Carotid artery dissection occurs when there is a tear or separation in the layers of the carotid artery in your neck. There are two carotid arteries, one on each side of your neck. Dissection can occur spontaneously or after a neck injury. The condition can heal itself over time but may cause life-threatening complications, such as stroke or bleeding in the brain.

Introduction
Carotid artery dissection (CAD) is a significant vascular condition that affects the carotid arteries, which are critical suppliers of blood to the brain. This disease, though relatively uncommon, is a leading cause of stroke, especially in younger adults and middle-aged individuals. Understanding CAD is essential for medical professionals, as timely diagnosis and appropriate management can be life-saving and prevent long-term neurological deficits. This article provides a comprehensive overview of carotid artery dissection, covering its definition, epidemiology, aetiology, risk factors, pathophysiology, clinical presentation, diagnostic modalities, management strategies, complications, prognosis, and recent advances in the field.

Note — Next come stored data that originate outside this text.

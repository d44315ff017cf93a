use std::{borrow::Cow, collections::BTreeMap};

use rustc_hash::FxHashSet;
use serde_json::{Map, Value};
use thiserror::Error;

use crate::{
    graph::{GraphDocument, GraphNode},
    node::{Argument, OperatorNode},
    resources::{GraphResources, TensorResource},
    tensor::{
        DataType, RuntimeTensor, TensorDescriptor, TensorError, UnknownDataType,
        MAX_SAFE_INTEGER,
    },
};

#[derive(Debug, Clone, PartialEq, Error)]
pub enum NormalizeError {
    #[error("{0}")]
    UnknownDataType(#[from] UnknownDataType),

    #[error("Tensor '{name}': {source}")]
    Tensor {
        name: String,
        #[source]
        source: TensorError,
    },

    #[error("Invalid fixture: {0}")]
    InvalidFixture(Cow<'static, str>),
}

/// Everything a single execution request needs: the canonical document, the
/// runtime inputs (free inputs and constant payloads) and the expected outputs.
#[derive(Debug, Clone, PartialEq)]
pub struct NormalizedGraph {
    pub document: GraphDocument,
    pub inputs: BTreeMap<String, RuntimeTensor>,
    pub expected_outputs: BTreeMap<String, RuntimeTensor>,
}

impl NormalizedGraph {
    /// The operator producing the graph output `name`.
    pub fn operator_for_output(&self, name: &str) -> Option<&str> {
        let operand = self
            .document
            .outputs
            .get(name)
            .map_or(name, |operand| operand.as_str());
        self.document
            .producer_of(operand)
            .map(|node| node.op.as_str())
    }
}

pub fn normalize(resources: &GraphResources) -> Result<NormalizedGraph, NormalizeError> {
    let mut document = GraphDocument::default();
    let mut inputs = BTreeMap::new();

    for (name, resource) in &resources.inputs {
        let descriptor = descriptor_of(resource)?;
        document.inputs.insert(name.clone(), descriptor.clone());
        // Inputs without a payload are declared only.
        if let Some(data) = &resource.data {
            inputs.insert(name.clone(), runtime_tensor(name, descriptor, data)?);
        }
    }

    let mut expected_outputs = BTreeMap::new();
    for (name, resource) in &resources.expected_outputs {
        let data = resource.data.as_ref().ok_or_else(|| {
            NormalizeError::InvalidFixture(format!("expected output '{name}' has no data").into())
        })?;
        expected_outputs.insert(
            name.clone(),
            runtime_tensor(name, descriptor_of(resource)?, data)?,
        );
    }

    let known: FxHashSet<&str> = resources
        .inputs
        .keys()
        .map(String::as_str)
        .chain(
            resources
                .operators
                .iter()
                .flat_map(|op| op.outputs.iter().map(String::as_str)),
        )
        .collect();

    for (index, op) in resources.operators.iter().enumerate() {
        document.add_node(graph_node(index, op, &known));
    }

    let outputs = if resources.outputs.is_empty() {
        resources.expected_outputs.keys().cloned().collect::<Vec<_>>()
    } else {
        resources.outputs.clone()
    };
    document.outputs = outputs
        .into_iter()
        .map(|name| (name.clone(), name))
        .collect();

    log::debug!(
        "normalized graph: {} inputs, {} nodes, {} outputs",
        document.inputs.len(),
        document.nodes.len(),
        document.outputs.len()
    );

    Ok(NormalizedGraph {
        document,
        inputs,
        expected_outputs,
    })
}

fn graph_node(index: usize, op: &OperatorNode, known: &FxHashSet<&str>) -> GraphNode {
    let is_operand = |v: &Value| v.as_str().map_or(false, |s| known.contains(s));

    let mut inputs = Vec::new();
    let mut options = Map::new();
    for arg in &op.arguments {
        match arg {
            Argument::Operand(name) => inputs.push(name.clone()),
            Argument::Operands(names) => inputs.extend(names.iter().cloned()),
            Argument::Options(map) => merge_options(&mut options, map),
            Argument::Keyed(key, Value::Object(map)) if key == "options" => {
                merge_options(&mut options, map)
            }
            Argument::Keyed(_, v) if is_operand(v) => {
                inputs.extend(v.as_str().map(str::to_string))
            }
            Argument::Keyed(_, Value::Array(vs)) if !vs.is_empty() && vs.iter().all(is_operand) => {
                inputs.extend(vs.iter().filter_map(Value::as_str).map(str::to_string))
            }
            Argument::Keyed(_, Value::Null) => {}
            Argument::Keyed(key, v) => {
                options.insert(key.clone(), normalize_option_value(v));
            }
        }
    }

    GraphNode {
        id: GraphDocument::node_id(index),
        op: op.op.clone(),
        inputs,
        options,
        outputs: op.outputs.clone(),
    }
}

fn merge_options(options: &mut Map<String, Value>, map: &Map<String, Value>) {
    for (key, v) in map {
        if !v.is_null() {
            options.insert(key.clone(), normalize_option_value(v));
        }
    }
}

/// Normalizes an option value recursively. Integers a double cannot hold
/// exactly become decimal strings and `null` map entries are dropped.
pub fn normalize_option_value(value: &Value) -> Value {
    match value {
        Value::Number(n) => {
            let unsafe_int = match (n.as_i64(), n.as_u64()) {
                (Some(i), _) => !(-MAX_SAFE_INTEGER..=MAX_SAFE_INTEGER).contains(&i),
                (None, Some(_)) => true,
                (None, None) => false,
            };
            if unsafe_int {
                Value::String(n.to_string())
            } else {
                value.clone()
            }
        }
        Value::Array(vs) => Value::Array(vs.iter().map(normalize_option_value).collect()),
        Value::Object(map) => Value::Object(
            map.iter()
                .filter(|(_, v)| !v.is_null())
                .map(|(k, v)| (k.clone(), normalize_option_value(v)))
                .collect(),
        ),
        _ => value.clone(),
    }
}

/// Flattens nested arrays into one element list. A scalar becomes a single element.
pub fn flatten_data(value: &Value) -> Vec<Value> {
    fn walk(value: &Value, out: &mut Vec<Value>) {
        match value {
            Value::Array(vs) => vs.iter().for_each(|v| walk(v, out)),
            _ => out.push(value.clone()),
        }
    }

    let mut out = Vec::new();
    walk(value, &mut out);
    out
}

fn descriptor_of(resource: &TensorResource) -> Result<TensorDescriptor, NormalizeError> {
    let data_type = resource.data_type.parse::<DataType>()?;
    Ok(TensorDescriptor::new(data_type, resource.shape.clone()))
}

fn runtime_tensor(
    name: &str,
    descriptor: TensorDescriptor,
    data: &Value,
) -> Result<RuntimeTensor, NormalizeError> {
    let tensor_error = |source| NormalizeError::Tensor {
        name: name.to_string(),
        source,
    };
    let mut elems = flatten_data(data);
    let count = descriptor.checked_element_count().map_err(tensor_error)?;
    if elems.len() == 1 && count != 1 {
        elems = vec![elems[0].clone(); count];
    }
    RuntimeTensor::new(descriptor, elems).map_err(tensor_error)
}

#[cfg(test)]
fn fixture(graph: Value) -> GraphResources {
    GraphResources::from_fixture(&graph).unwrap()
}

#[test]
fn normalize_fixture_graph() {
    use serde_json::json;

    let res = fixture(json!({
        "inputs": {
            "x": {"data": [[1, 2], [3, 4]], "descriptor": {"shape": [2, 2], "dataType": "float32"}},
            "w": {"data": 0.5, "descriptor": {"shape": [2, 2], "dataType": "float32"}, "constant": true}
        },
        "operators": [
            {"name": "mul", "arguments": [{"a": "x"}, {"b": "w"}], "outputs": "m"},
            {"name": "concat", "arguments": [{"inputs": ["m", "x"]}, {"axis": 0}], "outputs": "y"},
            {"name": "transpose", "arguments": [{"input": "y"}, {"options": {"permutation": [1, 0], "label": null}}], "outputs": "out"}
        ],
        "expectedOutputs": {
            "out": {"data": [0, 0, 0, 0, 0, 0, 0, 0], "descriptor": {"shape": [2, 4], "dataType": "float32"}}
        }
    }));
    let g = normalize(&res).unwrap();
    let doc = &g.document;

    assert!(doc.has_canonical_ids());
    assert!(doc.constants.is_empty());
    assert_eq!(doc.inputs.len(), 2);
    assert_eq!(g.inputs["w"].data, vec![Value::from(0.5); 4]);
    assert_eq!(g.inputs["x"].data.len(), 4);

    assert_eq!(doc.nodes[0].inputs, vec!["x", "w"]);
    assert_eq!(doc.nodes[1].inputs, vec!["m", "x"]);
    assert_eq!(doc.nodes[1].options["axis"], json!(0));
    assert_eq!(doc.nodes[2].options, json!({"permutation": [1, 0]}).as_object().unwrap().clone());
    assert_eq!(doc.outputs["out"], "out");
    assert_eq!(g.operator_for_output("out"), Some("transpose"));
}

#[test]
fn normalize_int64_tensors_and_options() {
    use serde_json::json;

    let res = fixture(json!({
        "inputs": {
            "x": {"data": [1, "9007199254740993"], "descriptor": {"shape": [2], "dataType": "int64"}}
        },
        "operators": [
            {"name": "clamp", "arguments": [{"input": "x"}, {"options": {"minValue": 9007199254740993u64, "maxValue": 3}}], "outputs": "y"}
        ],
        "expectedOutputs": {
            "y": {"data": ["1", "3"], "descriptor": {"shape": [2], "dataType": "int64"}}
        }
    }));
    let g = normalize(&res).unwrap();
    assert_eq!(g.inputs["x"].data, vec![json!("1"), json!("9007199254740993")]);
    let options = &g.document.nodes[0].options;
    assert_eq!(options["minValue"], json!("9007199254740993"));
    assert_eq!(options["maxValue"], json!(3));
}

#[test]
fn normalize_rejects_bad_payloads() {
    use serde_json::json;

    let res = fixture(json!({
        "inputs": {"x": {"data": [1, 2, 3], "descriptor": {"shape": [2, 2], "dataType": "float32"}}},
        "operators": [{"name": "relu", "arguments": [{"input": "x"}], "outputs": "y"}]
    }));
    assert!(matches!(
        normalize(&res),
        Err(NormalizeError::Tensor { ref name, source: TensorError::DataLength { .. } }) if name == "x"
    ));

    let res = fixture(json!({
        "inputs": {"x": {"data": [1], "descriptor": {"shape": [1], "dataType": "bfloat16"}}},
        "operators": []
    }));
    assert!(matches!(
        normalize(&res),
        Err(NormalizeError::UnknownDataType(_))
    ));

    for shape in [json!([4294967296u64, 4294967296u64]), json!([1 << 20, 1 << 20])] {
        let res = fixture(json!({
            "inputs": {"x": {"data": [1], "descriptor": {"shape": shape, "dataType": "float32"}}},
            "operators": [{"name": "relu", "arguments": [{"input": "x"}], "outputs": "y"}]
        }));
        assert!(matches!(
            normalize(&res),
            Err(NormalizeError::Tensor { ref name, source: TensorError::TooLarge(_) }) if name == "x"
        ));
    }
}

#[test]
fn test_normalize_option_value() {
    use serde_json::json;

    let v = json!({"a": null, "b": [1, -9007199254740992i64, {"c": null, "d": 2.5}], "e": "s"});
    assert_eq!(
        normalize_option_value(&v),
        json!({"b": [1, "-9007199254740992", {"d": 2.5}], "e": "s"})
    );
    assert_eq!(flatten_data(&json!([[1], [2, [3]]])), vec![json!(1), json!(2), json!(3)]);
    assert_eq!(flatten_data(&json!(4)), vec![json!(4)]);
}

Definition and Epidemiology
Definition
Carotid artery dissection refers to a tear or separation within the layers of the carotid artery wall, most often the internal carotid artery. This process allows blood to enter the arterial wall, creating a false lumen which may lead to stenosis, occlusion, or even aneurysm formation. The dissection can compromise cerebral blood flow and facilitate thromboembolism, resulting in transient ischaemic attacks (TIAs) or ischaemic stroke.
Epidemiology
CAD accounts for approximately 2% of all ischaemic strokes, but it is responsible for up to 20–25% of strokes in individuals under the age of 45. The estimated annual incidence ranges between 2.5 to 3 cases per 100,000 people for spontaneous cervical artery dissections, with a slight male predominance. The mean age of onset is around 45 years, but cases have been reported across a wide age spectrum, including adolescents and the elderly. Both spontaneous and traumatic forms of CAD exist, with spontaneous cases being more common.
Etiology and Risk Factors
Causes
Carotid artery dissection can occur spontaneously or as a consequence of trauma. Traumatic dissections are often associated with blunt or penetrating injuries to the neck, rapid deceleration accidents, or iatrogenic causes such as surgical or interventional procedures. Spontaneous dissections may be precipitated by minor trauma, sudden neck movements, or may occur without any identifiable external cause.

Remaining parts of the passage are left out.